How will the Sun look after it dies Scientists have predicted what the end of our Solar System will look like, and when it will occur. The final act will not be witnessed by humans.
Astronomers believed it would become a planetary nubula, a glowing bubble of gaseous and dust. However, evidence suggests it is much larger.
In 2018, an international team of astronomers reversed the equation and discovered that a planetary nubula was indeed the most likely Solar body.
Based on the age of other objects within the Solar System, the Sun is approximately 4.6 billion years old. Astronomers have predicted that it will die in 10 billion years based on observations of other stars.
Of course, there are many other things that could happen along the route. The Sun will become a red giant in 5 billion years. While the core of the star will shrink in size, its outer layers will expand to Mars' orbit, engulfing the planet. It's possible it is still there.
One thing is certain, however: We won't even be here by then. If we don't find a way to get off of this rock, humanity will only have about one billion more years. This is because the Sun's brightness increases by approximately 10 percent each billion years.
Although it doesn't seem like much, this increase in brightness will bring an end to life on Earth. Our oceans will disappear and the surface of the Earth will be too hot to allow water to form. We will be as bad as possible.
It is what happens after the red giant that is difficult to pinpoint. Numerous studies have shown that the Sun's initial star must have at least twice the mass to create a bright planetary nucleus.
The 2018 study, however, used computer modeling to show that our Sun, just like 90% of other stars, is most likely shrink from a red giant into a white dwarf, and then end up as a planetary nubula.
"When a star is destroyed, it releases a mass of dust and gas known as its envelope into the universe. The envelope can contain as much as half of the star's total mass. This exposes the star's core. At this point in star's life, the star is running out of fuel and eventually turning off before dying," stated Albert Zijlstra, an astrophysicist from the University of Manchester, UK. He was also one of the paper's authors.
"It's only then that the hot core makes the envelope glow brightly for approximately 10,000 years, a short period in astronomy. This is why the planetary nucleus can be seen. They are bright enough to be visible from very far distances, measuring in the tens of thousands of light years. The star would have been too faint to see.
The team actually created a data model to predict the life cycles of different types of stars and determine the brightness of the planetary Nebula associated with different star masses.
The observable Universe is home to many planetary nebulae, including the Helix Nebula and the Cat's Eye Nebula.
Cat's Eye Nebula (NASA/ESA).
They are called planetary nebulae because they look similar to planets when they were first discovered by William Herschel late in 18th century.
Astronomers discovered something quite remarkable almost 30 years ago: The brightest planetary nuclei in other galaxies have approximately the same brightness. Astronomers can use this information to calculate their distance from other galaxies.
Although the data proved this to be true, the models did not. This has been frustrating scientists since the discovery.
"Older, lower mass stars should produce fainter planetary nubulae than younger, more massive stars." "This has been a source for conflict over the last 25 years," Zijlstra stated.

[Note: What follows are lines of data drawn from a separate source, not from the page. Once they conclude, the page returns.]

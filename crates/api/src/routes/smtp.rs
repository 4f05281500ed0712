//! Manual email sending.

use std::sync::Arc;

use axum::Json;
use axum::extract::State;
use notifier::{NotificationOutcome, SendEmailOptions};

use super::AppState;
use crate::error::ApiError;

/// `POST /smtp/send`: render and send a template to one address.
///
/// Delivery failures are reported in the outcome status, not as errors.
#[tracing::instrument(skip(state, options), fields(template = %options.template_name))]
pub async fn send(
    State(state): State<Arc<AppState>>,
    Json(options): Json<SendEmailOptions>,
) -> Result<Json<NotificationOutcome>, ApiError> {
    if options.template_name.is_empty() {
        return Err(ApiError::BadRequest("templateName is required".to_string()));
    }
    if options.to.is_empty() {
        return Err(ApiError::BadRequest("to is required".to_string()));
    }

    let outcome = state.assembler.send_email(options).await?;
    Ok(Json(outcome))
}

"While the data suggested that bright planetary nubulae could be formed from low-mass stars like the sun's, the models stated otherwise. Anything less than twice the mass of the sun would make a planetary nubula too faint for us to see.

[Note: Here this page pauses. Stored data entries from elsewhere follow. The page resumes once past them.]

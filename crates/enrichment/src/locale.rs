//! Locale lookup from an order's originating cart.

use std::sync::Arc;

use domain::{Cart, Order, Repository, RetrieveConfig};

/// Resolves the shopping-session locale of an order.
///
/// Resolution never fails: a missing cart or a repository error yields
/// `None` and a warning, so the notification still goes out untranslated.
#[derive(Clone)]
pub struct LocaleResolver {
    carts: Arc<dyn Repository<Cart>>,
}

impl LocaleResolver {
    pub fn new(carts: Arc<dyn Repository<Cart>>) -> Self {
        Self { carts }
    }

    #[tracing::instrument(skip(self, order), fields(order_id = %order.id))]
    pub async fn resolve(&self, order: &Order) -> Option<String> {
        let cart_id = order.cart_id.as_ref()?;
        let config = RetrieveConfig::new().select(["id", "context"]);

        match self.carts.retrieve(cart_id, &config).await {
            Ok(cart) => cart.locale().map(str::to_string),
            Err(error) => {
                tracing::warn!(%cart_id, %error, "Failed to gather context for order");
                metrics::counter!("enrichment_locale_failures_total").increment(1);
                None
            }
        }
    }
}
use domain::RetrieveConfig;

use super::missing_relation;
use crate::context::TemplateContext;
use crate::error::Result;
use crate::event::ShipmentEventData;
use crate::sources::AggregateSources;

#[tracing::instrument(skip(sources, data), fields(claim_id = %data.id))]
pub async fn shipment_created(
    sources: &AggregateSources,
    data: &ShipmentEventData,
) -> Result<TemplateContext> {
    let config =
        RetrieveConfig::new().relations(["order", "order.items", "order.shipping_address"]);
    let claim = sources.claims.retrieve(&data.id, &config).await?;
    let order = claim
        .order
        .as_deref()
        .ok_or_else(|| missing_relation("claim", &claim.id, "order"))?;
    let locale = sources.locale_resolver().resolve(order).await;

    Ok(TemplateContext::builder()
        .field("locale", locale)?
        .field("claim", &claim)?
        .field("email", &order.email)?
        .field("order", order)?
        .build())
}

This problem was solved by the 2018 models, which show that the Sun is just below the limit of mass for stars that can produce visible nebulas.
Even stars with masses less than the Sun's will not produce visible nebulae. Brighter nebulae will be produced by larger stars that are up to three times as massive as the Sun.

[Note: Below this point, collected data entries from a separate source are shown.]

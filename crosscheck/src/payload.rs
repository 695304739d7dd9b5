use crate::data::Payload;
use rand::{rngs::ThreadRng, Rng};
use serde_json::Value;
use std::fmt::Debug;

pub const DEFAULT_UNIQUE_FIELD: &str = "email";
pub const DEFAULT_UNIQUE_DOMAIN: &str = "example.com";

pub trait UniqueTokenSource: Debug {
    fn next_token(&mut self) -> String;
}

#[derive(Debug, Default)]
pub struct RandomTokenSource {
    rng: ThreadRng,
}

impl RandomTokenSource {
    pub fn new() -> Self {
        Self {
            rng: rand::thread_rng(),
        }
    }
}

impl UniqueTokenSource for RandomTokenSource {
    fn next_token(&mut self) -> String {
        format!("{:016x}", self.rng.gen::<u64>())
    }
}

pub fn inject_unique<S: UniqueTokenSource + ?Sized>(
    template: &Payload,
    field: &str,
    domain: &str,
    tokens: &mut S,
) -> Payload {
    let mut payload = template.clone();

    if let Some(value) = payload.get_mut(field) {
        *value = Value::String(format!("{}@{}", tokens.next_token(), domain));
    }

    payload
}
use crate::error::Error;
use serde::{Deserialize, Serialize};
use std::str::FromStr;

pub const REGISTRATION_PREFIX: &str = "register";

#[derive(Debug, Clone, PartialEq, Eq, Serialize, Deserialize)]
#[serde(try_from = "Vec<String>", into = "Vec<String>")]
pub struct VariantSet {
    tags: Vec<String>,
}

impl VariantSet {
    pub fn new<I, S>(tags: I) -> Result<Self, Error>
    where
        I: IntoIterator<Item = S>,
        S: Into<String>,
    {
        let tags: Vec<String> = tags.into_iter().map(Into::into).collect();

        if tags.is_empty() || tags.iter().any(|tag| tag.is_empty()) {
            return Err(Error::NoVariants);
        }

        Ok(Self { tags })
    }

    pub fn tags(&self) -> &[String] {
        &self.tags
    }

    /// The first tag contained in `base_url` wins; with no match the last tag is used.
    pub fn resolve(&self, base_url: &str) -> &str {
        self.tags
            .iter()
            .find(|tag| base_url.contains(tag.as_str()))
            .or_else(|| self.tags.last())
            .map(String::as_str)
            .unwrap_or_default()
    }
}

impl Default for VariantSet {
    fn default() -> Self {
        Self {
            tags: vec!["csharp".into(), "golang".into(), "php".into()],
        }
    }
}

impl TryFrom<Vec<String>> for VariantSet {
    type Error = Error;

    fn try_from(value: Vec<String>) -> Result<Self, Self::Error> {
        Self::new(value)
    }
}

impl From<VariantSet> for Vec<String> {
    fn from(set: VariantSet) -> Self {
        set.tags
    }
}

#[derive(Debug, Copy, Clone, Eq, PartialEq, Hash, Serialize, Deserialize)]
#[serde(rename_all = "kebab-case")]
pub enum EndpointCategory {
    Registration,
    Login,
    Products,
    Organizations,
    Subscriptions,
    Jobs,
    Generic,
}

impl EndpointCategory {
    pub fn from_key(key: &str) -> Self {
        if key.starts_with(REGISTRATION_PREFIX) {
            return EndpointCategory::Registration;
        }

        match key {
            "login" => EndpointCategory::Login,
            "products" => EndpointCategory::Products,
            "organizations" => EndpointCategory::Organizations,
            "subscriptions" => EndpointCategory::Subscriptions,
            "jobs" => EndpointCategory::Jobs,
            _ => EndpointCategory::Generic,
        }
    }

    pub fn required_fields(&self) -> &'static [&'static str] {
        match self {
            EndpointCategory::Registration | EndpointCategory::Login => &["email", "password"],
            EndpointCategory::Products => &["name", "description", "category", "price"],
            EndpointCategory::Organizations => &["name", "email"],
            EndpointCategory::Subscriptions => &["userId", "organizationId"],
            EndpointCategory::Jobs => &["title", "description", "location"],
            EndpointCategory::Generic => &[],
        }
    }
}

#[derive(Debug, Copy, Clone, Eq, PartialEq, Serialize, Deserialize)]
#[serde(rename_all = "kebab-case")]
pub enum ResolutionPolicy {
    PerCategory,
    Generic,
}

impl Default for ResolutionPolicy {
    fn default() -> Self {
        ResolutionPolicy::PerCategory
    }
}

impl FromStr for ResolutionPolicy {
    type Err = Error;

    fn from_str(s: &str) -> Result<Self, Self::Err> {
        match s {
            "per-category" => Ok(ResolutionPolicy::PerCategory),
            "generic" => Ok(ResolutionPolicy::Generic),
            _ => Err(Error::UnknownResolutionPolicy(s.into())),
        }
    }
}

pub fn registration_key(variant: &str) -> String {
    format!("{}_{}", REGISTRATION_PREFIX, variant)
}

The predicted brightness for all stars between them is very similar to what we have seen.
Zijlstra stated, "This is an excellent result." "We now have a method to measure the presence stars of ages a few million years in distant galaxies. This is a range that is remarkably hard to measure. We also know what the Sun will do after it dies!"
The journal Nature Astronomy published the research.
This article was published in an earlier version in May 2018.